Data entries
※ ※ ※

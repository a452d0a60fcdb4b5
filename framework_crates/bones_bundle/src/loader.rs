use std::{path::Path, sync::Arc};

use bevy_tasks::{IoTaskPool, TaskPool};

use crate::prelude::*;

/// A [`BundleLoader`] performs the I/O behind the asynchronous [`BundleManager`] operations.
///
/// The manager resolves every path and URL before calling the loader. Implementations decide how
/// the bundle is fetched for each [`BundleLoadType`] and how the version is used.
pub trait BundleLoader: Sync + Send {
    /// Start loading the bundle at `location` and return a request that resolves when it is done.
    fn load_bundle(
        &self,
        location: String,
        load_type: BundleLoadType,
        version: u32,
    ) -> BundleRequest;

    /// Load the bundle at `location` as a [`BundleLoadType::File`] at version `0`.
    fn load(&self, location: String) -> BundleRequest {
        self.load_bundle(location, BundleLoadType::default(), 0)
    }
}

/// The standard [`BundleLoader`], which runs loads on the [`IoTaskPool`] using a [`BundleIo`]
/// and keeps versioned downloads in a [`BundleCache`].
///
/// If the application has not initialized the [`IoTaskPool`], the first load initializes it
/// with the default [`TaskPool`] settings.
#[derive(Clone)]
pub struct DefaultBundleLoader {
    /// The [`BundleIo`] used to read files and fetch URLs.
    pub io: Arc<dyn BundleIo>,
    /// The cache for versioned downloads.
    pub cache: BundleCache,
}

impl DefaultBundleLoader {
    /// Create a new [`DefaultBundleLoader`].
    pub fn new(io: Arc<dyn BundleIo>, cache: BundleCache) -> Self {
        Self { io, cache }
    }

    async fn run(&self, location: &str, load_type: BundleLoadType, version: u32) -> BundleResult {
        let cached = load_type.uses_cache(version);
        if cached {
            let hit = self
                .cache
                .get(location, version)
                .map_err(|source| BundleError::Cache {
                    location: location.to_owned(),
                    version,
                    source,
                })?;
            if let Some(data) = hit {
                tracing::debug!(%location, version, "Bundle cache hit");
                return Ok(AssetBundle::new(
                    location,
                    load_type,
                    version,
                    BundleOrigin::Cache,
                    data,
                ));
            }
        }

        let (origin, data) = match load_type {
            BundleLoadType::File => (BundleOrigin::File, self.io.read_file(Path::new(location))),
            BundleLoadType::Www | BundleLoadType::LoadFromCacheOrDownload => {
                self.read_url(location, true).await
            }
            BundleLoadType::WebRequest => self.read_url(location, false).await,
        };
        let data = data.map_err(|e| BundleError::read(location, e))?;

        if cached {
            if let Err(e) = self.cache.store(location, version, &data) {
                tracing::warn!(%location, version, "Could not cache bundle: {e}");
            }
        }

        Ok(AssetBundle::new(location, load_type, version, origin, data))
    }

    /// Read a URL, going to the filesystem for `file://` URLs and, if `bare_paths` is set, for
    /// locations without any scheme.
    async fn read_url(
        &self,
        location: &str,
        bare_paths: bool,
    ) -> (BundleOrigin, anyhow::Result<Vec<u8>>) {
        let path = match location.strip_prefix("file://") {
            Some(path) => Some(path),
            None if bare_paths && !has_scheme(location) => Some(location),
            None => None,
        };
        match path {
            Some(path) => (BundleOrigin::File, self.io.read_file(Path::new(path))),
            None => (BundleOrigin::Network, self.io.fetch(location).await),
        }
    }
}

impl BundleLoader for DefaultBundleLoader {
    fn load_bundle(
        &self,
        location: String,
        load_type: BundleLoadType,
        version: u32,
    ) -> BundleRequest {
        let (completer, request) = BundleRequest::channel(location.clone());
        let loader = self.clone();
        IoTaskPool::init(TaskPool::default)
            .spawn(async move {
                tracing::debug!(%location, %load_type, version, "Loading bundle");
                let result = loader.run(&location, load_type, version).await;
                match &result {
                    Ok(bundle) => tracing::debug!(
                        %location,
                        origin = ?bundle.origin,
                        cid = %bundle.cid,
                        "Loaded bundle ({} bytes)",
                        bundle.len()
                    ),
                    Err(e) => tracing::error!("Error loading bundle: {e}"),
                }
                completer.complete(result);
            })
            .detach();
        request
    }
}

/// Whether `location` starts with a URL scheme such as `https://`.
fn has_scheme(location: &str) -> bool {
    location.split_once("://").is_some_and(|(scheme, _)| {
        !scheme.is_empty()
            && scheme
                .chars()
                .all(|c| c.is_ascii_alphanumeric() || matches!(c, '+' | '-' | '.'))
    })
}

※ ※ ※

- _Requirement_: Set down the records above once more, exactly as given.

- _Expected answer_:
repository a452d0a60fcdb4b5
filename framework_crates/bones_bundle/src/loader.rs
use std::{path::Path, sync::Arc};

use bevy_tasks::{IoTaskPool, TaskPool};

use crate::prelude::*;

/// A [`BundleLoader`] performs the I/O behind the asynchronous [`BundleManager`] operations.
///
/// The manager resolves every path and URL before calling the loader. Implementations decide how
/// the bundle is fetched for each [`BundleLoadType`] and how the version is used.
pub trait BundleLoader: Sync + Send {
    /// Start loading the bundle at `location` and return a request that resolves when it is done.
    fn load_bundle(
        &self,
        location: String,
        load_type: BundleLoadType,
        version: u32,
    ) -> BundleRequest;

    /// Load the bundle at `location` as a [`BundleLoadType::File`] at version `0`.
    fn load(&self, location: String) -> BundleRequest {
        self.load_bundle(location, BundleLoadType::default(), 0)
    }
}

/// The standard [`BundleLoader`], which runs loads on the [`IoTaskPool`] using a [`BundleIo`]
/// and keeps versioned downloads in a [`BundleCache`].
///
/// If the application has not initialized the [`IoTaskPool`], the first load initializes it
/// with the default [`TaskPool`] settings.
#[derive(Clone)]
pub struct DefaultBundleLoader {
    /// The [`BundleIo`] used to read files and fetch URLs.
    pub io: Arc<dyn BundleIo>,
    /// The cache for versioned downloads.
    pub cache: BundleCache,
}

impl DefaultBundleLoader {
    /// Create a new [`DefaultBundleLoader`].
    pub fn new(io: Arc<dyn BundleIo>, cache: BundleCache) -> Self {
        Self { io, cache }
    }

    async fn run(&self, location: &str, load_type: BundleLoadType, version: u32) -> BundleResult {
        let cached = load_type.uses_cache(version);
        if cached {
            let hit = self
                .cache
                .get(location, version)
                .map_err(|source| BundleError::Cache {
                    location: location.to_owned(),
                    version,
                    source,
                })?;
            if let Some(data) = hit {
                tracing::debug!(%location, version, "Bundle cache hit");
                return Ok(AssetBundle::new(
                    location,
                    load_type,
                    version,
                    BundleOrigin::Cache,
                    data,
                ));
            }
        }

        let (origin, data) = match load_type {
            BundleLoadType::File => (BundleOrigin::File, self.io.read_file(Path::new(location))),
            BundleLoadType::Www | BundleLoadType::LoadFromCacheOrDownload => {
                self.read_url(location, true).await
            }
            BundleLoadType::WebRequest => self.read_url(location, false).await,
        };
        let data = data.map_err(|e| BundleError::read(location, e))?;

        if cached {
            if let Err(e) = self.cache.store(location, version, &data) {
                tracing::warn!(%location, version, "Could not cache bundle: {e}");
            }
        }

        Ok(AssetBundle::new(location, load_type, version, origin, data))
    }

    /// Read a URL, going to the filesystem for `file://` URLs and, if `bare_paths` is set, for
    /// locations without any scheme.
    async fn read_url(
        &self,
        location: &str,
        bare_paths: bool,
    ) -> (BundleOrigin, anyhow::Result<Vec<u8>>) {
        let path = match location.strip_prefix("file://") {
            Some(path) => Some(path),
            None if bare_paths && !has_scheme(location) => Some(location),
            None => None,
        };
        match path {
            Some(path) => (BundleOrigin::File, self.io.read_file(Path::new(path))),
            None => (BundleOrigin::Network, self.io.fetch(location).await),
        }
    }
}

impl BundleLoader for DefaultBundleLoader {
    fn load_bundle(
        &self,
        location: String,
        load_type: BundleLoadType,
        version: u32,
    ) -> BundleRequest {
        let (completer, request) = BundleRequest::channel(location.clone());
        let loader = self.clone();
        IoTaskPool::init(TaskPool::default)
            .spawn(async move {
                tracing::debug!(%location, %load_type, version, "Loading bundle");
                let result = loader.run(&location, load_type, version).await;
                match &result {
                    Ok(bundle) => tracing::debug!(
                        %location,
                        origin = ?bundle.origin,
                        cid = %bundle.cid,
                        "Loaded bundle ({} bytes)",
                        bundle.len()
                    ),
                    Err(e) => tracing::error!("Error loading bundle: {e}"),
                }
                completer.complete(result);
            })
            .detach();
        request
    }
}

/// Whether `location` starts with a URL scheme such as `https://`.
fn has_scheme(location: &str) -> bool {
    location.split_once("://").is_some_and(|(scheme, _)| {
        !scheme.is_empty()
            && scheme
                .chars()
                .all(|c| c.is_ascii_alphanumeric() || matches!(c, '+' | '-' | '.'))
    })
}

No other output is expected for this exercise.